Bodybuilding exercises involve both compound movements (involving several muscle groups at the same time) and isolation movements (focusing in on specific muscles or muscle groups). For example, a barbell bench press is a compound exercise that involves the pectorals, triceps, and front delts. A dumbbell flye is an isolation exercise which, done correctly, isolates just the chest.

But bodybuilders have traditionally tried to use techniques to isolate one specific head or part of a complex muscle group. Some try varying their foot position while doing squats to hit the outer head of the quadriceps and develop a more pronounced sweep to the thighs. The problem is there is a physiological principle that tells us this simply isn’t effective.

The principle of non-contiguous innervation tells us that motor neurons don’t stimulate specific muscle fibers in limited locations or groups, but innervate muscles over widespread areas. So, there is a network of connections emanating from the motor neurons that cause contraction of muscle fibers in the quadriceps that connect to all the different heads of the muscle group, not specifically to any one muscle in the group. So, these muscles will always be activated as a group, and you can’t really train one of the heads by itself.

This means that training at different angles or changing the position of your feet during squats or leg presses doesn’t allow you stimulate a specific area of the quads. You can use a technique that isolates the inner thigh adductors apart from the quads, because they’re a different muscle group. But when you do squats, you’re inevitably involving some adductor contraction along with working the quads. The body has evolved to allow muscles to work in whatever combination that allows you to function.

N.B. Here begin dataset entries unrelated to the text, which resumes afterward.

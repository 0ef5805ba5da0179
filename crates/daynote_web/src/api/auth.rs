//! Login, logout and registration routes.

use crate::reply::{finish, ApiError, Page, Reply};
use crate::session::RequestSession;
use crate::state::AppState;
use actix_web::{get, post, web, HttpRequest, HttpResponse};
use daynote_core::{LoginForm, RegisterForm, Submission};
use serde_json::json;

const LOGIN_PAGE: &str = "todo_app/login.html";
const REGISTER_PAGE: &str = "todo_app/register_page.html";

#[get("/login")]
pub async fn login_page(
    state: web::Data<AppState>,
    req: HttpRequest,
) -> Result<HttpResponse, ApiError> {
    state.with_conn(|conn| {
        let session = RequestSession::load(conn, &req)?;
        let reply = Reply::Page(Page::new(
            LOGIN_PAGE,
            json!({ "form": LoginForm::default() }),
        ));
        finish(conn, session, reply, state.session_ttl())
    })
}

#[post("/login")]
pub async fn login(
    state: web::Data<AppState>,
    req: HttpRequest,
    form: web::Form<LoginForm>,
) -> Result<HttpResponse, ApiError> {
    state.with_conn(|conn| {
        let mut session = RequestSession::load(conn, &req)?;
        let submission = state.auth(conn)?.login(session.context_mut(), &form)?;
        let reply = match submission {
            Submission::Accepted(outcome) => Reply::redirect(outcome.redirect),
            Submission::Invalid(errors) => Reply::Page(Page::new(
                LOGIN_PAGE,
                json!({ "form": &*form, "errors": errors }),
            )),
        };
        finish(conn, session, reply, state.session_ttl())
    })
}

async fn logout(state: web::Data<AppState>, req: HttpRequest) -> Result<HttpResponse, ApiError> {
    state.with_conn(|conn| {
        let mut session = RequestSession::load(conn, &req)?;
        let outcome = state.auth(conn)?.logout(session.context_mut());
        finish(
            conn,
            session,
            Reply::redirect(outcome.redirect),
            state.session_ttl(),
        )
    })
}

#[get("/register")]
pub async fn register_page(
    state: web::Data<AppState>,
    req: HttpRequest,
) -> Result<HttpResponse, ApiError> {
    state.with_conn(|conn| {
        let session = RequestSession::load(conn, &req)?;
        let reply = Reply::Page(Page::new(
            REGISTER_PAGE,
            json!({ "form": RegisterForm::default() }),
        ));
        finish(conn, session, reply, state.session_ttl())
    })
}

#[post("/register")]
pub async fn register(
    state: web::Data<AppState>,
    req: HttpRequest,
    form: web::Form<RegisterForm>,
) -> Result<HttpResponse, ApiError> {
    state.with_conn(|conn| {
        let mut session = RequestSession::load(conn, &req)?;
        let submission = state.auth(conn)?.register(session.context_mut(), &form)?;
        let reply = match submission {
            Submission::Accepted(outcome) => Reply::redirect(outcome.redirect),
            Submission::Invalid(errors) => Reply::Page(Page::new(
                REGISTER_PAGE,
                json!({ "form": &*form, "errors": errors }),
            )),
        };
        finish(conn, session, reply, state.session_ttl())
    })
}

pub fn config(cfg: &mut web::ServiceConfig) {
    cfg.service(login_page)
        .service(login)
        .service(
            web::resource("/logout")
                .route(web::get().to(logout))
                .route(web::post().to(logout)),
        )
        .service(register_page)
        .service(register);
}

As another example, the upper and lower abs pretty much work as a single unit. When you do a primary ab exercise like crunches, it’s better if you can work through a longer range of motion, but because of non-contiguous innervation, all parts of the abdominals will respond as a connected unit. You can’t isolate upper or lower abs.

The same problem exists if you try to isolate one head of the biceps or triceps or the upper or lower chest. The exercises you use may feel different, but the motor neurons involved don’t know what you think you’re accomplishing. They’re doing their physiologically designated function and don’t limit stimulating muscle fiber to a given physically limited area.

In fact, including a wider variety of exercises for a body part does not itself automatically lead to increased development. The biceps are a relatively simple muscle group and almost any curl movement has the same result. A curl is a curl is a curl.

Additionally, a small muscle group like this is fairly easy to overtrain. Remember, the modern approach to bodybuilding training is short bursts of intense workouts followed by sufficient periods of rest and recuperation. You don’t grow when you are training, you grow when you rest.

So why do bodybuilders continue to do so many different exercises? Primarily to avoid boredom and over-habituation.

When you do the same routine week in and week out, it’s hard to keep up your enthusiasm. Plus, you do the movements by sheer habit, don’t give them your full attention and start to lose intensity. When you do a new exercise, use a new technique or try a new piece of equipment, it tends to help focus your attention.

Arnold used to occasionally do his training partner’s workout or do his own in reverse order, both of which would force him to pay more attention to what he was doing.

The other reason is that bodybuilders really like training. If feels good to them. They love the pump. With a really good bodybuilder, you never have to motivate him or her to go to the gym. You need to encourage them to limit their workouts to avoid overtraining.

That’s also a benefit of using free weights. Work on a leg press machine as heavy as you want, but it is not the same as trying to balance and deal with the stress of a barbell squat. Free weights involve stress on the joints you don’t get from machines or cables. Research has shown the whole nervous system lights up training with free weights in a way that is not true for machine and cable training.

When it comes to variety of exercises, there are special exceptions. For example, the back is really a complex set of interacting muscles. So, you need movements for the lats, the middle back, the lower back and the traps. Lat development requires an amount of resistance too great for you to get your shoulders shrugged far back enough to engage the muscles of the middle back. So, you need a different set of exercises to develop both.

To sum up, because of the principle of non-contiguous innervation, don’t waste our time and energy trying to isolate one head of a multiple head muscle. Instead, in general you should limit the number of different exercises you do for a body part, train in short but more intense workouts, then rest and recuperate to give your body a chance to rest and grow.

Bill Dobbins is a prolific bodybuilding photographer and co-author of Arnold’s New Encyclopedia of Modern Bodybuilding.